Within five days in the spring of 2010, Juliet Scott went from running after a two-year-old in her job as a nanny to being unable to walk. Scott, then 25, was diagnosed with multiple sclerosis and hospitalized for a month.
For almost a year, she relied on a wheelchair, cane, motorized scooter or forearm crutches to get around.
But Scott, who lives in London, Ont., says her condition has improved dramatically since her last flare-up of symptoms in August, 2011. “I went on an 80-kilometre backpacking trek in the mountains this summer. I have been in canoes, hauling 50 pounds on my back,” she says. “I feel completely fine.”
Scott suggests her robust health is due to a gluten-free diet and trips to see a faith healer in Brazil.
But her reprieve from the disease may be less unusual than it sounds. A study from the University of B.C. found that up to 30 per cent of MS patients show improvements without treatment – at least in the short term.

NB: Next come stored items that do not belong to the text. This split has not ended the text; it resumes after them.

//! Court coordinate transforms
//!
//! Converts between FIBA court coordinates and render-surface coordinates.
//!
//! ## Coordinate Systems
//!
//! **Court/FIBA Coordinates** (stored, interchanged, persisted):
//! - X: 0 = left baseline, 28 = right baseline (LENGTH direction, meters)
//! - Y: 0 = top sideline, 15 = bottom sideline (WIDTH direction, meters)
//! - Always expressed in the horizontal reference frame, regardless of how
//!   the court is currently displayed.
//!
//! **Surface Coordinates** (transient, one specific viewport only):
//! - Horizontal viewport: x along court length, y along court width.
//! - Vertical viewport: the frame is rotated 90°. Court width maps
//!   (inverted) onto surface x, court length onto surface y. The inversion
//!   determines which basket appears at the top of the vertical view and
//!   must be preserved exactly.
//!
//! The transforms are pure pass-through: out-of-range input produces
//! out-of-range output. Clamping happens once, at the input boundary, via
//! [`CourtPosition::clamp_to_court`].

use serde::{Deserialize, Serialize};

use super::constants::{court, surface};
use super::orientation::Orientation;

/// Position on the court in FIBA meters, horizontal reference frame.
///
/// This is the only representation that crosses module boundaries or gets
/// persisted.
#[derive(Debug, Clone, Copy, PartialEq, Serialize, Deserialize, Default)]
pub struct CourtPosition {
    /// 0..=28, baseline to baseline
    pub x: f64,
    /// 0..=15, sideline to sideline
    pub y: f64,
}

/// Position inside one specific orientation's viewport, in surface units.
///
/// Never persisted; only used transiently during rendering and input
/// handling.
#[derive(Debug, Clone, Copy, PartialEq, Serialize, Deserialize, Default)]
pub struct SurfacePosition {
    pub x: f64,
    pub y: f64,
}

impl CourtPosition {
    pub fn new(x: f64, y: f64) -> Self {
        Self { x, y }
    }

    /// Center court.
    pub fn center() -> Self {
        Self { x: court::CENTER_X, y: court::CENTER_Y }
    }

    /// Clamp to the playable rectangle [0,28]x[0,15].
    ///
    /// Recording paths clamp here so that a fast drag past the court
    /// boundary stores the nearest in-bounds point. The transforms
    /// themselves never clamp.
    pub fn clamp_to_court(self) -> Self {
        Self {
            x: self.x.clamp(0.0, court::LENGTH_M),
            y: self.y.clamp(0.0, court::WIDTH_M),
        }
    }

    /// Check whether the position lies outside the playable rectangle.
    pub fn is_out_of_bounds(&self) -> bool {
        self.x < 0.0 || self.x > court::LENGTH_M || self.y < 0.0 || self.y > court::WIDTH_M
    }
}

impl SurfacePosition {
    pub fn new(x: f64, y: f64) -> Self {
        Self { x, y }
    }
}

/// Convert a court position to surface coordinates for the target
/// orientation.
///
/// Horizontal is a direct linear scale. Vertical rotates the reference
/// frame 90°: court y maps (inverted) to surface x, court x to surface y.
pub fn court_to_surface(pos: CourtPosition, target: Orientation) -> SurfacePosition {
    match target {
        Orientation::Horizontal => SurfacePosition {
            x: (pos.x / court::LENGTH_M) * surface::HORIZONTAL_WIDTH,
            y: (pos.y / court::WIDTH_M) * surface::HORIZONTAL_HEIGHT,
        },
        Orientation::Vertical => SurfacePosition {
            x: ((court::WIDTH_M - pos.y) / court::WIDTH_M) * surface::VERTICAL_WIDTH,
            y: (pos.x / court::LENGTH_M) * surface::VERTICAL_HEIGHT,
        },
    }
}

/// Convert a surface position back to court coordinates.
///
/// Exact algebraic inverse of [`court_to_surface`] for the same
/// orientation.
pub fn surface_to_court(pos: SurfacePosition, orientation: Orientation) -> CourtPosition {
    match orientation {
        Orientation::Horizontal => CourtPosition {
            x: (pos.x / surface::HORIZONTAL_WIDTH) * court::LENGTH_M,
            y: (pos.y / surface::HORIZONTAL_HEIGHT) * court::WIDTH_M,
        },
        Orientation::Vertical => CourtPosition {
            x: (pos.y / surface::VERTICAL_HEIGHT) * court::LENGTH_M,
            y: (1.0 - pos.x / surface::VERTICAL_WIDTH) * court::WIDTH_M,
        },
    }
}

/// Rescale a raw pointer offset, reported against a surface's declared
/// dimensions, into the orientation's fixed viewport.
///
/// Rendered surfaces are usually scaled by the page layout, so the offset
/// arrives in the surface's own units. When the declared size already is
/// the fixed viewport this is the identity.
pub fn rescale_to_viewport(
    offset_x: f64,
    offset_y: f64,
    declared_width: f64,
    declared_height: f64,
    orientation: Orientation,
) -> SurfacePosition {
    let viewport = orientation.viewport();
    SurfacePosition {
        x: offset_x / declared_width * viewport.width,
        y: offset_y / declared_height * viewport.height,
    }
}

The fluctuating nature of MS, especially in the early stages, is well known. However, the study, published in October in Multiple Sclerosis Journal, is the first to quantify improvements in the condition of patients who are not taking disease-modifying drugs.
The study confirmed that patients who are female, younger and have relapse-remitting MS – the most common form of the disease – have the greatest chances of improvement.
But researchers at UBC and Vancouver Coastal Health Research Institute discovered that up to a quarter of patients with primary progressive MS, a more severe form of the disease, also improved in the short term.
“What I found really fascinating is that everyone had the ability to improve,” says Helen Tremlett, the study’s lead author and an associate professor of medicine at UBC.
The study looked at clinical data of 2,960 patients who visited an MS clinic in B.C. between 1980 and 2004. Patients were assessed using the standard Expanded Disability Status Scale (EDSS).
A one-digit change at the upper end of the 10-point scale could mean the difference between walking with a cane and being confined to a wheelchair. At the lower end of the scale, a one-point change could mean going from frequent urinary incontinence to occasional loss of bladder or bowel control. However, Tremlett and colleagues found that patients with moderate disability in the middle of the scale were the most likely to improve.
Researchers only factored in improvements that were sustained over one to two years, Tremlett says.
But although the findings may sound promising, she notes the majority of patients in the study showed no change, or a worsening in disability.
MS is a neurological disease that attacks the protective covering wrapped around the nerves of the brain and spinal cord. Canada has one of the world’s highest rates of the disease, which affects up to one in 500 Canadians. The majority are diagnosed between the ages of 15 to 40, and three times as many women as men develop the illness.
MS is what’s known as a “snowflake disease” because each patient seems to have a different cluster of symptoms. Over time, however, MS tends to interfere with functions including vision, hearing, memory, balance and mobility.
There is no cure, although disease-modifying drugs such as beta interferon and glatiramer acetate may slow the progression of the disease.
Clinical trials in Vancouver and Montreal are under way to test the vein-dilating procedure pioneered by Italian vascular surgeon Paolo Zamboni, who proposed that narrowed neck veins are a cause of MS.
Also known as “liberation therapy,” the treatment has drawn criticism from researchers who have been unable to replicate Zamboni’s results.
Tremlett suggests the UBC study provides context for experimental treatments. If, for example, a researcher were to claim that a third of patients improved after a new treatment, Tremlett says, “I would say ‘great,’ but in clinical practice, a third of the patients improve as well, so maybe it’s not so great.”
Improvements in MS are notoriously difficult to quantify, however. Paul O’Connor, director of the MS Clinic at St. Michael’s Hospital in Toronto, notes the EDSS scale used to measure disability has a high margin for error. Two different neurologists examining the same patient within five minutes may come up with different results, he explains, adding: “That disability number can bounce around.”
O’Connor says that it’s normal for MS patients to have periods of improvement in the early years after diagnosis, particularly those with the relapse-remitting form of the disease. After a decade or more, however, many relapse-remitting patients transition into a progressive form of the disease and experience deterioration in arm co-ordination, leg strength and walking ability, he says. “Over the very long haul, they tend to worsen.”
Scott says she is aware that MS is a progressive disease. But after more than a year of good health, she adds, “it’s very easy for me to believe that I’m cured.”
She shares her love of hiking with her nine-year-old son and her fiance – who also has MS – and says she doesn’t dwell on the future. “If anything comes back, I’ll deal with it then.”